- President Obama's campaign launches a fictional storybook ad called "The Life of Julia"
- William Bennett: Buried within the ad is the ideological vision of modern liberalism
- He says the story of Julia represents Obama's view of the state's role in an individual's life
- Bennett: Conservatives must be able to craft an alternative vision
Last week, President Obama's campaign launched a fictional storybook ad called, "The Life of Julia." The slide show narrative follows Julia, a cartoon character, from age 3 to age 67 and explains how Obama's policies, from Head Start to Obamacare to mandated contraception coverage to Medicare reform, would provide Julia with a better life than Mitt Romney or Paul Ryan could.
Julia is not your typical all-American girl, but an obviously independent, yuppie liberal woman. She goes to public school, graduates college, and becomes a Web designer. She is able to pursue her career because, at age 27, "her health insurance is required to cover birth control and preventive care, letting Julia focus on her work rather than worry about her health."
At age 31 she "decides to have a child," with no mention of a father or husband. Her son Zachary heads off to a Race to the Top funded public school, while Julia goes on to start her own Web business. She retires at age 67 with Social Security and Medicare supporting her financially and spends her later years volunteering in a community garden.
Julia's happily-ever-after tale is remarkably void of reality. Nowhere in her fictional life is it mentioned that Head Start has done little, if anything, to improve elementary education, that she will likely graduate with $25,000 in student loan debt, that she has a 50% chance of being unemployed or underemployed after college, that Medicare and Social Security are headed toward insolvency, and that her share of the national debt is $50,000 and growing.
For Republicans, Julia's story might seem like a joke too good to be true, but they should take it very seriously. Because buried within "The Life of Julia" is the ideological vision of modern liberalism -- to create a state that takes care of its people from cradle to grave.
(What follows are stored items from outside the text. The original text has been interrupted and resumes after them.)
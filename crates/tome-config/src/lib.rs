//! # tome-config
//!
//! Configuration system for Tome. Reads from `tome.toml` and environment
//! variables; CLI flags override both at the call site.

pub mod loader;
pub mod schema;

pub use loader::ConfigLoader;
pub use schema::TomeConfig;
pub use schema::{ConfigWarning, LoggingConfig, ScoringStrategy, SelectorConfig, SkillsConfig, WarningSeverity};
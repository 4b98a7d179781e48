//! # tome-cli
//!
//! Command-line interface for Tome.
//!
//! ## Commands
//!
//! - `tome list` — List discovered skill bundles
//! - `tome show <name>` — Show a bundle's summary and detail topics
//! - `tome match <task>` — Rank bundles for a task description
//! - `tome load <task>` — Run a selection and print the loaded context
//! - `tome validate` — Check bundles for orphan detail documents and broken links
//! - `tome create <name>` — Scaffold a new bundle
//! - `tome config` — Show the effective configuration
//! - `tome init` — Write a starter `tome.toml`

pub mod commands;

pub use commands::Cli;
The story of Julia is a microcosm of Obama's vision for America and emblematic of his view of the government's role in an individual's life.
"The Life of Julia" has done what many conservatives have failed to do so far -- outline in exacting detail what modern Democratic policy wants for individuals. Here we have Obama's 21st century synthesis of the Great Society, New Deal and New Frontier.
Julia's entire life is defined by her interactions with the state. Government is everywhere and each step of her life is tied to a government program. Notably absent in her story is any relationship with a husband, family, church or community, except a "community" garden where she works post-retirement. Instead, the state has taken their place and is her primary relationship.
As banal and hackneyed as Julia's life of government dependence may seem, many Americans support it. After all, similar promises lured a number of European countries into overreaching and under-supported social safety nets. With the American family less intact than ever and with single motherhood at historic highs, women like Julia are increasingly left on their own. The idea of government assistance can become more and more attractive to them and even necessary.
Democratic policymakers realize that in the absence of self-sustaining family units, government can step in and fill the void. And a government large enough to fill that void can eventually take the place of the family altogether. Cultural commentator Heather Mac Donald recently wrote, "The single mother has become the cornerstone of Democratic politics." Julia is the perfect example.
In response, conservatives must defend their own cornerstones -- individual liberty, virtue and earned success. Conservatives must make the case that earned success is preferable to government dependency, and that Julia is more likely to achieve success and fulfillment in a good, stable family. As families grow stronger, schools, churches and communities improve, and Julia's chances for success improve, both for herself and her son. But as government grows larger and more intrusive, Julia's personal liberty and opportunities may shrink.
Whatever pleasure Republicans may get from jokes or parodies of Julia, the fact is that many women will choose her life, some out of necessity or believing it's necessary. "The Life of Julia" should make it obvious that this election is about more than offering Julia a better job and more benefits. Conservatives must be able to provide Julia an alternative vision for a better future. Without it, Julia might have nowhere else to turn but to the government, and that is nothing to laugh about.